Il lui sembla qu'ils étaient séparés, pour toujours, que sa vie se brisait en deux: derrière lui était le passé maternel, devant, l'avenir conjugal. Il lui vint des regrets, presque des remords.
Il arriva à la garé une heure trop tôt. Là son attente s'éternisa. Rien de triste comme ces halls immenses où se presse la foule. Sur les bancs des soldats dorment, des paysannes rigides patientent, de gros paniers entre les jambes, des élégantes, sentant l'iris, sous des manteaux de voyage, passent au bras d'hommes corrects, des familles endormies se tassent autour du mari, qui s'éloigne en courant, revient et fait des gestes désespérés, parce qu'on a oublié quelque objet sans importance. Plus tristes encore, les salles d'attente, le quai, la voie où circulent des trains, lentement, avec le fanal rouge qui grossit ou diminue avec eux, triste le wagon où André se blottit.
Une lâcheté le prend, de ne point partir, mais elle l'empêche de se lever; les portières se ferment, et l'on roule. André rêve, soulagé, et peu à peu le mouvement accéléré du train le berce et l'égaie. Il a franchi ses doutes et il a soif d'action. Le train court, l'emporte vers la vie nouvelle.
La nuit s'écoula.—Châteaulus!
Toinette est là, qui l'attend, et ils s'étreignent, ardemment.
Elle a embelli, son teint à une animation fiévreuse, ses yeux brillent; dans l'enfant presque gauche, à l'allure provinciale, un invisible rien a changé le tour des cheveux, assoupli la démarche et changé presque en femme, la vierge.
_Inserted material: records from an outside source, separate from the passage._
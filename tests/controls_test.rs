mod common;

use cgmath::{InnerSpace, Vector3};
use common::test_utils::{approx, approx_vec};
use learn_ngin::{
    camera::Camera,
    config::ControlSettings,
    controls::{FrameCommands, look, movement},
    data_structures::light::Light,
    input::Input,
    winit::keyboard::KeyCode,
};

fn held(keys: &[KeyCode]) -> Input {
    let mut input = Input::new();
    for key in keys {
        input.set_key(*key, true);
    }
    input
}

#[test]
fn w_moves_along_forward_scaled_by_speed_and_dt() {
    let camera = Camera::default();
    let settings = ControlSettings::default();
    let moved = movement(&held(&[KeyCode::KeyW]), &camera, &settings, 0.5);
    assert!(approx_vec(moved, camera.forward() * settings.move_speed * 0.5));
}

#[test]
fn opposite_keys_cancel() {
    let camera = Camera::default();
    let moved = movement(
        &held(&[KeyCode::KeyW, KeyCode::KeyS, KeyCode::KeyA, KeyCode::KeyD]),
        &camera,
        &ControlSettings::default(),
        1.0,
    );
    assert!(approx(moved.magnitude(), 0.0));
}

#[test]
fn strafe_and_vertical_follow_the_camera_basis() {
    let camera = Camera::default();
    let settings = ControlSettings::default().with_move_speed(1.0);
    let left = movement(&held(&[KeyCode::KeyA]), &camera, &settings, 1.0);
    assert!(approx_vec(left, -camera.right()));
    let down = movement(&held(&[KeyCode::KeyC]), &camera, &settings, 1.0);
    assert!(approx_vec(down, -camera.up()));
    let up = movement(&held(&[KeyCode::Space]), &camera, &settings, 1.0);
    assert!(approx_vec(up, Vector3::new(0.0, 1.0, 0.0)));
}

#[test]
fn control_slows_and_wins_over_shift() {
    let camera = Camera::default();
    let settings = ControlSettings::default();
    let base = movement(&held(&[KeyCode::KeyW]), &camera, &settings, 1.0).magnitude();
    let fast = movement(&held(&[KeyCode::KeyW, KeyCode::ShiftLeft]), &camera, &settings, 1.0).magnitude();
    let slow = movement(
        &held(&[KeyCode::KeyW, KeyCode::ShiftLeft, KeyCode::ControlLeft]),
        &camera,
        &settings,
        1.0,
    )
    .magnitude();
    assert!(approx(fast, base * settings.fast_multiplier));
    assert!(approx(slow, base * settings.slow_multiplier));
}

#[test]
fn function_keys_pick_polygon_mode_and_end_quits() {
    let settings = ControlSettings::default();
    assert_eq!(
        FrameCommands::sample(&held(&[KeyCode::F2]), &settings).polygon_mode,
        Some(wgpu::PolygonMode::Line)
    );
    assert_eq!(
        FrameCommands::sample(&held(&[KeyCode::F1, KeyCode::F2]), &settings).polygon_mode,
        Some(wgpu::PolygonMode::Fill)
    );
    assert_eq!(FrameCommands::sample(&Input::new(), &settings), FrameCommands::default());
    assert!(FrameCommands::sample(&held(&[KeyCode::End]), &settings).close);
}

#[test]
fn spot_keys_stop_at_the_range_limits() {
    let settings = ControlSettings::default();
    let mut spot = Light::spot(
        Vector3::new(0.0, 0.0, 0.0),
        Vector3::new(0.0, 0.0, -1.0),
        Vector3::new(1.0, 1.0, 1.0),
        89.99,
        0.998,
    );

    let widen = FrameCommands::sample(&held(&[KeyCode::KeyT, KeyCode::KeyY]), &settings);
    widen.apply_to_spot(&mut spot);
    // 89.99 + 0.05 and 0.998 + 0.005 are out of range and skipped
    assert!(approx(spot.angle_raw(), 89.99));
    assert!(approx(spot.blur_raw(), 0.998));

    let narrow = FrameCommands::sample(&held(&[KeyCode::KeyG, KeyCode::KeyH]), &settings);
    narrow.apply_to_spot(&mut spot);
    assert!(approx(spot.angle_raw(), 89.94));
    assert!(approx(spot.blur_raw(), 0.993));
}

#[test]
fn blur_never_reaches_zero_from_the_keys() {
    let settings = ControlSettings::default();
    let mut spot = Light::spot(
        Vector3::new(0.0, 0.0, 0.0),
        Vector3::new(0.0, 0.0, -1.0),
        Vector3::new(1.0, 1.0, 1.0),
        10.0,
        0.004,
    );
    FrameCommands::sample(&held(&[KeyCode::KeyH]), &settings).apply_to_spot(&mut spot);
    assert!(approx(spot.blur_raw(), 0.004));
}

#[test]
fn grabbed_cursor_looks_with_raw_motion() {
    let settings = ControlSettings::default();
    let mut camera = Camera::default();
    let yaw = camera.yaw();
    let mut input = Input::new();
    input.add_mouse_motion(10.0, 0.0);
    input.set_cursor(500.0, 500.0);

    look(&input, &mut camera, &settings, true);
    assert!(approx(camera.yaw(), yaw + 10.0 * settings.mouse_sensitivity));
}

#[test]
fn free_cursor_looks_by_position_offsets() {
    let settings = ControlSettings::default();
    let mut camera = Camera::default();
    let yaw = camera.yaw();
    let mut input = Input::new();
    input.add_mouse_motion(50.0, 0.0);

    // no position yet and raw motion is ignored
    look(&input, &mut camera, &settings, false);
    assert!(approx(camera.yaw(), yaw));

    // the first position only anchors the offset
    input.set_cursor(100.0, 100.0);
    look(&input, &mut camera, &settings, false);
    assert!(approx(camera.yaw(), yaw));

    input.set_cursor(120.0, 100.0);
    look(&input, &mut camera, &settings, false);
    assert!(approx(camera.yaw(), yaw + 20.0 * settings.mouse_sensitivity));
}
//! Page modules for route-level screens.
//!
//! ARCHITECTURE
//! ============
//! Each page owns route-scoped orchestration and delegates rendering details
//! to `components`.

pub mod team;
André n'entrevit ses beaux-parents et Berthe, qu'à travers une brume: il ne vit que Toinette, elle seule emplit les cinq jours d'attente qui les séparaient du mariage. Il logeait chez les Rosin, on l'installa dans une grande chambre, où la fenêtre s'ouvrait sur la campagne.
Du matin au soir, il ne quitte pas Antoinette.